Your goal - Report how many lines below contain the word "static". Write only that number.

Saved data entries:
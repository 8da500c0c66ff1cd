//! Axum REST API handlers.

use std::sync::Arc;

use axum::{
    extract::{Path, State},
    http::StatusCode,
    response::{IntoResponse, Response},
    routing::get,
    Json, Router,
};
use serde::Serialize;
use sqlx::SqlitePool;
use tracing::error;

use crate::db;
use crate::errors::IndexerError;
use crate::events::EventRecord;
use crate::summary::ProjectSummary;

#[derive(Clone)]
pub struct ApiState {
    pub pool: SqlitePool,
}

pub fn router(state: Arc<ApiState>) -> Router {
    Router::new()
        .route("/health", get(health))
        .route("/events", get(get_all_events))
        .route("/projects/:id/events", get(get_project_events))
        .route("/projects/:id/summary", get(get_project_summary))
        .with_state(state)
}

// ─────────────────────────────────────────────────────────
// Response shapes
// ─────────────────────────────────────────────────────────

#[derive(Serialize)]
pub struct EventsResponse {
    pub project_id: String,
    pub count: usize,
    pub events: Vec<EventRecord>,
}

#[derive(Serialize)]
pub struct AllEventsResponse {
    pub count: usize,
    pub events: Vec<EventRecord>,
}

#[derive(Serialize)]
pub struct HealthResponse {
    pub status: &'static str,
    pub version: &'static str,
}

#[derive(Serialize)]
pub struct ErrorResponse {
    pub error: String,
}

fn error_response(status: StatusCode, message: String) -> Response {
    (status, Json(ErrorResponse { error: message })).into_response()
}

fn internal_error(e: IndexerError) -> Response {
    error!("API query failed: {e}");
    error_response(StatusCode::INTERNAL_SERVER_ERROR, e.to_string())
}

// ─────────────────────────────────────────────────────────
// Handlers
// ─────────────────────────────────────────────────────────

/// `GET /health`
pub async fn health() -> impl IntoResponse {
    Json(HealthResponse {
        status: "ok",
        version: env!("CARGO_PKG_VERSION"),
    })
}

/// `GET /projects/:id/events`
///
/// Returns all indexed events for the given project identifier.
pub async fn get_project_events(
    State(state): State<Arc<ApiState>>,
    Path(project_id): Path<String>,
) -> Response {
    match db::get_events_for_project(&state.pool, &project_id).await {
        Ok(events) => Json(EventsResponse {
            count: events.len(),
            project_id,
            events,
        })
        .into_response(),
        Err(e) => internal_error(e),
    }
}

/// `GET /projects/:id/summary`
///
/// Funding and release totals rebuilt from the project's events.
pub async fn get_project_summary(
    State(state): State<Arc<ApiState>>,
    Path(project_id): Path<String>,
) -> Response {
    match db::get_events_for_project(&state.pool, &project_id).await {
        Ok(events) => match ProjectSummary::from_events(&project_id, &events) {
            Some(summary) => Json(summary).into_response(),
            None => error_response(
                StatusCode::NOT_FOUND,
                format!("project {project_id} has not been indexed"),
            ),
        },
        Err(e) => internal_error(e),
    }
}

/// `GET /events`
///
/// Returns all indexed events across all projects.
pub async fn get_all_events(State(state): State<Arc<ApiState>>) -> Response {
    match db::get_all_events(&state.pool).await {
        Ok(events) => Json(AllEventsResponse {
            count: events.len(),
            events,
        })
        .into_response(),
        Err(e) => internal_error(e),
    }
}
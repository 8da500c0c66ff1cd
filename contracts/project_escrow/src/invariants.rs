#![allow(dead_code)]

extern crate std;

use crate::types::{Project, ProjectState};

/// INV-1: the goal equals the sum of the milestone amounts.
pub fn assert_total_matches_milestones(project: &Project) {
    let sum: i128 = project.milestones.iter().map(|m| m.amount).sum();
    assert_eq!(
        project.total_amount, sum,
        "INV-1 violated: project {} total {} != milestone sum {}",
        project.id, project.total_amount, sum
    );
}

/// INV-2: raised funds stay within `[0, total_amount]`.
pub fn assert_funds_within_goal(project: &Project) {
    assert!(
        project.funds_raised >= 0 && project.funds_raised <= project.total_amount,
        "INV-2 violated: project {} raised {} outside [0, {}]",
        project.id,
        project.funds_raised,
        project.total_amount
    );
}

/// INV-3: the escrow never goes negative.
pub fn assert_escrow_non_negative(project: &Project) {
    let escrowed = project.funds_raised - project.funds_released - project.funds_refunded;
    assert!(
        escrowed >= 0,
        "INV-3 violated: project {} escrow is {}",
        project.id,
        escrowed
    );
}

/// INV-4: `funds_released` is exactly the sum of released milestones.
pub fn assert_released_matches_milestones(project: &Project) {
    let released: i128 = project
        .milestones
        .iter()
        .filter(|m| m.released)
        .map(|m| m.amount)
        .sum();
    assert_eq!(
        project.funds_released, released,
        "INV-4 violated: project {} released {} != released milestone sum {}",
        project.id, project.funds_released, released
    );
}

/// INV-5: a completed project has released every milestone.
pub fn assert_completed_fully_released(project: &Project) {
    if project.state == ProjectState::Completed {
        assert!(
            project.milestones.iter().all(|m| m.released),
            "INV-5 violated: project {} completed with unreleased milestones",
            project.id
        );
    }
}

/// INV-6: after a donation of `amount`, raised funds grow by exactly `amount`.
pub fn assert_donation_invariant(raised_before: i128, raised_after: i128, amount: i128) {
    assert_eq!(
        raised_after,
        raised_before + amount,
        "INV-6 violated: donation invariant broken: {} + {} != {}",
        raised_before,
        amount,
        raised_after
    );
}

/// INV-7: project IDs are sequential starting from 0.
pub fn assert_sequential_ids(projects: &[Project]) {
    for (i, project) in projects.iter().enumerate() {
        assert_eq!(
            project.id, i as u64,
            "INV-7 violated: expected id {}, got {}",
            i, project.id
        );
    }
}

/// INV-8: only forward transitions out of `Active` are allowed.
pub fn assert_valid_state_transition(from: &ProjectState, to: &ProjectState) {
    let valid = from == to
        || matches!(
            (from, to),
            (ProjectState::Active, ProjectState::Completed)
                | (ProjectState::Active, ProjectState::Cancelled)
        );

    assert!(
        valid,
        "INV-8 violated: invalid state transition from {:?} to {:?}",
        from, to
    );
}

/// INV-9: fields fixed at creation never change.
pub fn assert_project_immutable_fields(original: &Project, current: &Project) {
    assert_eq!(original.id, current.id, "INV-9 violated: project id changed");
    assert_eq!(
        original.recipient, current.recipient,
        "INV-9 violated: project recipient changed"
    );
    assert_eq!(
        original.total_amount, current.total_amount,
        "INV-9 violated: project total_amount changed"
    );
    assert_eq!(
        original.milestones.len(),
        current.milestones.len(),
        "INV-9 violated: milestone count changed"
    );
    for (before, after) in original.milestones.iter().zip(current.milestones.iter()) {
        assert_eq!(
            before.description, after.description,
            "INV-9 violated: milestone description changed"
        );
        assert_eq!(
            before.amount, after.amount,
            "INV-9 violated: milestone amount changed"
        );
    }
}

/// Run all stateless project invariants.
pub fn assert_all_project_invariants(project: &Project) {
    assert_total_matches_milestones(project);
    assert_funds_within_goal(project);
    assert_escrow_non_negative(project);
    assert_released_matches_milestones(project);
    assert_completed_fully_released(project);
}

Response to the task - 2